Authoritarians rule by taking away the future and replacing it with fantasy. They drain citizens of hope and a sense of direction. They want the headlines rolling through the streets of your mind, perpetuating feelings of helplessness and uncertainty. They require dependence and praise. They want “truth” to be a command. If we can’t accurately discuss the good and bad of the past, we lose our references. Reality becomes malleable. If we can’t imagine a better future, how can we build one?
So what are we to do? It could be putting your body on the line if it comes to that. But for now, speak up even when daily life feels normal despite knowing it’s not for people who may not look like you or have your income. If it feels cliché, don’t let that stop you. Now’s not the time to lose momentum. This administration has three years left. It ain’t over. Give your money to companies that refuse to bend to the state. Patiently talk with family who disagree or may not be politically engaged. Run for local office. Read. Vote. I’ll be facing it with my pen (well, ok, keyboard) in hand and a stack of books by my side. You can too. And never forget, there’s strength in simply letting others know they’re not alone. Meet your friends in person. Have dinner. Be sure to pass the bread. Give them hugs, take that group photo, and never hesitate to raise your glass to love.






"Throughout history, most governments have been autocratic. There are currently between 65 and 81 autocratic countries. The number is rising. This trend doesn’t always make the news when it lacks the media appeal of violence. Most modern constitutional democracies don’t transition to autocracy through tanks and troops; they do so through lawyers and legislation."
Swinging for the fences here. Nice work, Deric.
Good work here Deric. I look forward to reading more.

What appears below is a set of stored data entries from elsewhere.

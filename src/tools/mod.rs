//! The YouTube tools exposed to assistants.
//!
//! Each tool takes typed arguments and renders a plain-text report. The
//! dispatcher turns tool names and JSON arguments into calls, and failures
//! into error text, so every surface (MCP, HTTP, CLI) answers the same way.

mod captions;
mod channels;
mod comments;
mod evaluate;
mod playlists;
mod videos;

use crate::config::Settings;
use crate::error::{Result, YtDataError};
use crate::youtube::{
    parse_channel_ref, parse_playlist_id, parse_video_id, ChannelRef, TranscriptSource,
    WatchPageTranscripts, YoutubeClient, MAX_PAGE_SIZE,
};
use serde::de::DeserializeOwned;
use serde::{Deserialize, Serialize};
use serde_json::Value;
use std::sync::Arc;
use std::time::Duration;
use tracing::{info, warn};

pub use captions::{get_video_caption_info, get_video_transcript};
pub use channels::{get_channel_details, get_channel_playlists, get_channel_videos};
pub use comments::get_video_comments;
pub use evaluate::evaluate_video_for_knowledge_base;
pub use playlists::{get_playlist_details, get_playlist_items};
pub use videos::{
    analyze_video_engagement, get_trending_videos, get_video_categories, get_video_details,
    search_videos,
};

/// Shared dependencies for tool calls.
pub struct ToolContext {
    pub client: YoutubeClient,
    pub transcripts: Arc<dyn TranscriptSource>,
    pub default_region: String,
    pub default_language: String,
}

impl ToolContext {
    pub fn from_settings(settings: &Settings) -> Result<Self> {
        let client = YoutubeClient::new(&settings.youtube)?;
        let transcripts = WatchPageTranscripts::new(
            &settings.transcript,
            Duration::from_secs(settings.youtube.timeout_secs.max(1)),
        )?;

        Ok(Self {
            client,
            transcripts: Arc::new(transcripts),
            default_region: settings.youtube.default_region.clone(),
            default_language: settings.transcript.default_language.clone(),
        })
    }

    /// Context with US/English defaults.
    pub fn new(client: YoutubeClient, transcripts: Arc<dyn TranscriptSource>) -> Self {
        Self {
            client,
            transcripts,
            default_region: "US".to_string(),
            default_language: "en".to_string(),
        }
    }

    fn region(&self, requested: Option<String>) -> String {
        requested
            .map(|r| r.trim().to_uppercase())
            .filter(|r| !r.is_empty())
            .unwrap_or_else(|| self.default_region.clone())
    }

    fn language(&self, requested: Option<String>) -> String {
        requested
            .map(|l| l.trim().to_string())
            .filter(|l| !l.is_empty())
            .unwrap_or_else(|| self.default_language.clone())
    }
}

/// Every tool the server offers.
#[derive(Debug, Clone, Copy, PartialEq, Eq, Hash)]
pub enum ToolName {
    GetVideoDetails,
    GetPlaylistDetails,
    GetPlaylistItems,
    GetChannelDetails,
    GetVideoCategories,
    GetChannelVideos,
    SearchVideos,
    GetTrendingVideos,
    GetVideoComments,
    AnalyzeVideoEngagement,
    GetChannelPlaylists,
    GetVideoCaptionInfo,
    EvaluateVideoForKnowledgeBase,
    GetVideoTranscript,
}

impl ToolName {
    pub const ALL: [ToolName; 14] = [
        ToolName::GetVideoDetails,
        ToolName::GetPlaylistDetails,
        ToolName::GetPlaylistItems,
        ToolName::GetChannelDetails,
        ToolName::GetVideoCategories,
        ToolName::GetChannelVideos,
        ToolName::SearchVideos,
        ToolName::GetTrendingVideos,
        ToolName::GetVideoComments,
        ToolName::AnalyzeVideoEngagement,
        ToolName::GetChannelPlaylists,
        ToolName::GetVideoCaptionInfo,
        ToolName::EvaluateVideoForKnowledgeBase,
        ToolName::GetVideoTranscript,
    ];

    pub fn as_str(&self) -> &'static str {
        match self {
            ToolName::GetVideoDetails => "get_video_details",
            ToolName::GetPlaylistDetails => "get_playlist_details",
            ToolName::GetPlaylistItems => "get_playlist_items",
            ToolName::GetChannelDetails => "get_channel_details",
            ToolName::GetVideoCategories => "get_video_categories",
            ToolName::GetChannelVideos => "get_channel_videos",
            ToolName::SearchVideos => "search_videos",
            ToolName::GetTrendingVideos => "get_trending_videos",
            ToolName::GetVideoComments => "get_video_comments",
            ToolName::AnalyzeVideoEngagement => "analyze_video_engagement",
            ToolName::GetChannelPlaylists => "get_channel_playlists",
            ToolName::GetVideoCaptionInfo => "get_video_caption_info",
            ToolName::EvaluateVideoForKnowledgeBase => "evaluate_video_for_knowledge_base",
            ToolName::GetVideoTranscript => "get_video_transcript",
        }
    }

    /// Advisory quota cost of one call, in API units.
    pub fn quota_cost(&self) -> &'static str {
        match self {
            ToolName::GetChannelVideos => "101 units (1 for channel lookup + 100 for search)",
            ToolName::SearchVideos => "101 units (100 for search + 1 for additional details)",
            ToolName::GetVideoComments => {
                "1 unit per 100 top-level comments + 1 unit per deep reply thread requested"
            }
            ToolName::AnalyzeVideoEngagement => "1 unit",
            ToolName::GetVideoCaptionInfo => "50 units (captions API)",
            ToolName::EvaluateVideoForKnowledgeBase => {
                "51 units (1 for video details + 50 for captions)"
            }
            ToolName::GetVideoTranscript => "1 unit (video title; transcript is read from the watch page)",
            _ => "1 unit",
        }
    }

    /// Prefix for reports about failed calls.
    fn failure_prefix(&self) -> &'static str {
        match self {
            ToolName::GetVideoDetails => "Error fetching video details",
            ToolName::GetPlaylistDetails => "Error fetching playlist details",
            ToolName::GetPlaylistItems => "Error fetching playlist items",
            ToolName::GetChannelDetails => "Error fetching channel details",
            ToolName::GetVideoCategories => "Error fetching video categories",
            ToolName::GetChannelVideos => "Error fetching channel videos",
            ToolName::SearchVideos => "Error searching videos",
            ToolName::GetTrendingVideos => "Error fetching trending videos",
            ToolName::GetVideoComments => "Error fetching video comments",
            ToolName::AnalyzeVideoEngagement => "Error analyzing video engagement",
            ToolName::GetChannelPlaylists => "Error fetching channel playlists",
            ToolName::GetVideoCaptionInfo => "Error fetching video caption info",
            ToolName::EvaluateVideoForKnowledgeBase => "Error evaluating video for knowledge base",
            ToolName::GetVideoTranscript => "Error extracting transcript",
        }
    }
}

impl std::fmt::Display for ToolName {
    fn fmt(&self, f: &mut std::fmt::Formatter<'_>) -> std::fmt::Result {
        f.write_str(self.as_str())
    }
}

impl std::str::FromStr for ToolName {
    type Err = String;

    fn from_str(s: &str) -> std::result::Result<Self, Self::Err> {
        ToolName::ALL
            .into_iter()
            .find(|t| t.as_str() == s)
            .ok_or_else(|| format!("Unknown tool: {}", s))
    }
}

/// Text produced by a tool call.
#[derive(Debug, Clone, PartialEq, Serialize)]
pub struct ToolResponse {
    pub text: String,
    pub is_error: bool,
}

impl ToolResponse {
    pub fn ok(text: String) -> Self {
        Self { text, is_error: false }
    }

    pub fn error(text: String) -> Self {
        Self { text, is_error: true }
    }
}

// === Arguments ===

fn default_max_results() -> i64 {
    10
}

fn default_order() -> String {
    "relevance".to_string()
}

fn default_max_comments() -> i64 {
    50
}

fn default_deep_replies() -> i64 {
    10
}

#[derive(Debug, Clone, Deserialize)]
pub struct VideoArgs {
    pub video_input: String,
}

#[derive(Debug, Clone, Deserialize)]
pub struct VideoLanguageArgs {
    pub video_input: String,
    #[serde(default)]
    pub language: Option<String>,
}

#[derive(Debug, Clone, Deserialize)]
pub struct PlaylistArgs {
    pub playlist_input: String,
}

#[derive(Debug, Clone, Deserialize)]
pub struct PlaylistItemsArgs {
    pub playlist_input: String,
    #[serde(default = "default_max_results")]
    pub max_results: i64,
}

#[derive(Debug, Clone, Deserialize)]
pub struct ChannelArgs {
    pub channel_input: String,
}

#[derive(Debug, Clone, Deserialize)]
pub struct ChannelListArgs {
    pub channel_input: String,
    #[serde(default = "default_max_results")]
    pub max_results: i64,
}

#[derive(Debug, Clone, Default, Deserialize)]
pub struct RegionArgs {
    #[serde(default)]
    pub region_code: Option<String>,
}

#[derive(Debug, Clone, Deserialize)]
pub struct TrendingArgs {
    #[serde(default)]
    pub region_code: Option<String>,
    #[serde(default = "default_max_results")]
    pub max_results: i64,
}

#[derive(Debug, Clone, Deserialize)]
pub struct SearchArgs {
    pub query: String,
    #[serde(default = "default_max_results")]
    pub max_results: i64,
    #[serde(default = "default_order")]
    pub order: String,
}

#[derive(Debug, Clone, Deserialize)]
pub struct CommentsArgs {
    pub video_input: String,
    #[serde(default = "default_max_comments")]
    pub max_top_level_comments: i64,
    #[serde(default = "default_order")]
    pub order: String,
    #[serde(default = "default_deep_replies")]
    pub max_deep_replies_count: i64,
}

/// Clamp a requested page size to what the API accepts.
fn clamp_results(requested: i64) -> u32 {
    requested.clamp(1, MAX_PAGE_SIZE as i64) as u32
}

fn require_video_id(input: &str) -> Result<String> {
    parse_video_id(input).ok_or_else(|| {
        YtDataError::InvalidInput(format!(
            "Could not extract video ID from '{}'. Please provide a valid YouTube URL or 11-character video ID.",
            input
        ))
    })
}

fn require_playlist_id(input: &str) -> Result<String> {
    parse_playlist_id(input).ok_or_else(|| {
        YtDataError::InvalidInput(format!(
            "Could not extract playlist ID from '{}'. Please provide a valid YouTube playlist URL or playlist ID.",
            input
        ))
    })
}

fn require_channel(input: &str) -> Result<ChannelRef> {
    parse_channel_ref(input).ok_or_else(|| {
        YtDataError::InvalidInput(format!(
            "Could not extract channel ID from '{}'. Please provide a valid YouTube channel URL, channel ID, or @username.",
            input
        ))
    })
}

fn parse_args<A: DeserializeOwned>(args: Value) -> Result<A> {
    serde_json::from_value(args)
        .map_err(|e| YtDataError::InvalidInput(format!("Invalid arguments: {}", e)))
}

// === Dispatch ===

/// Run a tool by name with JSON arguments.
pub async fn dispatch(ctx: &ToolContext, name: &str, arguments: Option<Value>) -> ToolResponse {
    let tool: ToolName = match name.parse() {
        Ok(t) => t,
        Err(msg) => return ToolResponse::error(msg),
    };

    let args = match arguments {
        Some(Value::Null) | None => Value::Object(Default::default()),
        Some(v) => v,
    };

    let video_id = args
        .get("video_input")
        .and_then(Value::as_str)
        .and_then(parse_video_id);

    info!(tool = %tool, "Calling tool");
    match call(ctx, tool, args).await {
        Ok(text) => ToolResponse::ok(text),
        Err(e) => {
            warn!(tool = %tool, error = %e, "Tool call failed");
            ToolResponse::error(describe_failure(tool, video_id.as_deref(), &e))
        }
    }
}

async fn call(ctx: &ToolContext, tool: ToolName, args: Value) -> Result<String> {
    match tool {
        ToolName::GetVideoDetails => get_video_details(ctx, parse_args(args)?).await,
        ToolName::GetPlaylistDetails => get_playlist_details(ctx, parse_args(args)?).await,
        ToolName::GetPlaylistItems => get_playlist_items(ctx, parse_args(args)?).await,
        ToolName::GetChannelDetails => get_channel_details(ctx, parse_args(args)?).await,
        ToolName::GetVideoCategories => get_video_categories(ctx, parse_args(args)?).await,
        ToolName::GetChannelVideos => get_channel_videos(ctx, parse_args(args)?).await,
        ToolName::SearchVideos => search_videos(ctx, parse_args(args)?).await,
        ToolName::GetTrendingVideos => get_trending_videos(ctx, parse_args(args)?).await,
        ToolName::GetVideoComments => get_video_comments(ctx, parse_args(args)?).await,
        ToolName::AnalyzeVideoEngagement => analyze_video_engagement(ctx, parse_args(args)?).await,
        ToolName::GetChannelPlaylists => get_channel_playlists(ctx, parse_args(args)?).await,
        ToolName::GetVideoCaptionInfo => get_video_caption_info(ctx, parse_args(args)?).await,
        ToolName::EvaluateVideoForKnowledgeBase => {
            evaluate_video_for_knowledge_base(ctx, parse_args(args)?).await
        }
        ToolName::GetVideoTranscript => get_video_transcript(ctx, parse_args(args)?).await,
    }
}

/// Error text for a failed call. `video_id` is the video named in the
/// arguments, when they name one.
fn describe_failure(tool: ToolName, video_id: Option<&str>, err: &YtDataError) -> String {
    match err {
        YtDataError::InvalidInput(msg) | YtDataError::NotFound(msg) | YtDataError::Restricted(msg) => {
            format!("Error: {}", msg)
        }
        YtDataError::MissingApiKey => format!("Error: {}", err),
        e if e.is_quota_exceeded() => {
            "Error: YouTube API quota exceeded. Please try again later.".to_string()
        }
        e => match (tool, video_id) {
            (ToolName::GetVideoTranscript, Some(id)) => {
                format!("{} for video '{}': {}", tool.failure_prefix(), id, e)
            }
            _ => format!("{}: {}", tool.failure_prefix(), e),
        },
    }
}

One thing that concerns me is that, though there is great information out there, everything from HCR to people like you, I don't know how we reach people who don't have an upper education. Hell, even an 8th grade education. On a daily basis I feel like I'm preaching to the choir, on SM anyway. I DO talk to strangers regularly, but I'm not exactly hanging out with maga. How do we reach those people? I sometimes think HCR needs to do a Cliff notes version of her writing!